• [What you are asked to do]:
Across the listing below, how many lines hold "super"? Reply with the number by itself.

Given entries: Begin

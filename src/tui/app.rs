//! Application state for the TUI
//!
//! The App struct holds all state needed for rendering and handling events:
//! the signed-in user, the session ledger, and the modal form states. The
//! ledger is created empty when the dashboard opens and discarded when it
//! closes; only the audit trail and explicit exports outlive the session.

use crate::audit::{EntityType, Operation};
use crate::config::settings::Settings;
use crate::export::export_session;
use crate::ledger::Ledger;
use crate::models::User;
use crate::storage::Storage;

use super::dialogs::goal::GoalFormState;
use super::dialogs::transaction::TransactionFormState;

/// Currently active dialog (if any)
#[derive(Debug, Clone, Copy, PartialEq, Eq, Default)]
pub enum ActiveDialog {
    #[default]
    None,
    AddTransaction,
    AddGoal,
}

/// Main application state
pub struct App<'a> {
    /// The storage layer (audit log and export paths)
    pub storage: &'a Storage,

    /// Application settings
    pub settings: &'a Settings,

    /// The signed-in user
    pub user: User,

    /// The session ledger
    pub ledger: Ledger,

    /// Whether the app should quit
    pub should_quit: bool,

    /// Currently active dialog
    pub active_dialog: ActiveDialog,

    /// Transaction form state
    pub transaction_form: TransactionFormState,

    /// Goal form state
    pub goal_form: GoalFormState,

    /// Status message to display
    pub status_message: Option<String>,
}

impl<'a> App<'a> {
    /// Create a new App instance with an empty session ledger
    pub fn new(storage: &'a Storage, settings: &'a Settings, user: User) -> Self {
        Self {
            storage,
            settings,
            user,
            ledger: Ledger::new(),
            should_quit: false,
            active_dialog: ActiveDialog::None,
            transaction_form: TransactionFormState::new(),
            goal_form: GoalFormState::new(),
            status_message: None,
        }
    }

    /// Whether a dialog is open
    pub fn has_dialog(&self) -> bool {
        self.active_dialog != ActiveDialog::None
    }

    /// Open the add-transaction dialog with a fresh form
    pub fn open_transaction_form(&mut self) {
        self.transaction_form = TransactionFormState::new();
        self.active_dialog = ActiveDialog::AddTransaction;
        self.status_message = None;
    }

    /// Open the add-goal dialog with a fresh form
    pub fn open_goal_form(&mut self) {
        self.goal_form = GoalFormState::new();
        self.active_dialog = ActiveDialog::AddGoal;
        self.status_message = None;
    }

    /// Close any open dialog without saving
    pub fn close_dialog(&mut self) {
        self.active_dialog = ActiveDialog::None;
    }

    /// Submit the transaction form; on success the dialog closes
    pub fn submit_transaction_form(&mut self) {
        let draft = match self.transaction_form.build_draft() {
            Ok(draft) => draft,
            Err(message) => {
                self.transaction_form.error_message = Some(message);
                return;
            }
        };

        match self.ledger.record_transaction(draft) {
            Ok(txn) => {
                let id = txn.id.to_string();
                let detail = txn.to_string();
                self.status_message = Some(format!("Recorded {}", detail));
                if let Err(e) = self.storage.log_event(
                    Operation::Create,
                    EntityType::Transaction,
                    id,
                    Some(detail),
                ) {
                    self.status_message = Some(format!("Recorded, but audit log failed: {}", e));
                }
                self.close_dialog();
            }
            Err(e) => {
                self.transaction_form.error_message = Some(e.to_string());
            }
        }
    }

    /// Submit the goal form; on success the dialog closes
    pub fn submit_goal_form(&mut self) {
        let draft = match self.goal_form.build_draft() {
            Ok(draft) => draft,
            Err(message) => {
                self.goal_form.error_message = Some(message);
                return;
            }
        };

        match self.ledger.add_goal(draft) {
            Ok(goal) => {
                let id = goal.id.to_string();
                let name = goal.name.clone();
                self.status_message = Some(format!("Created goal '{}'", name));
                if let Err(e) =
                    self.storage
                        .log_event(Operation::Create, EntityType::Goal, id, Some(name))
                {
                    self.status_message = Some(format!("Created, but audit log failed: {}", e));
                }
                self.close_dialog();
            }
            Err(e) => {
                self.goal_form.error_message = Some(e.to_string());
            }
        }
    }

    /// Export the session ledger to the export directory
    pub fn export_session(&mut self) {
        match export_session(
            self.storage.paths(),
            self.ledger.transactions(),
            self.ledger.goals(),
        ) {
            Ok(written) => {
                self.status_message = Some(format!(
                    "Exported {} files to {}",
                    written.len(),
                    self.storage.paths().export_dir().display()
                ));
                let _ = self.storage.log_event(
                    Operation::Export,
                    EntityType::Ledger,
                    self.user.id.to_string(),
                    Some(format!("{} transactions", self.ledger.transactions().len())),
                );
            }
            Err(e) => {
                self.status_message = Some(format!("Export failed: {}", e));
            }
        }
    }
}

Given entries: End

• [Problem solution]:
2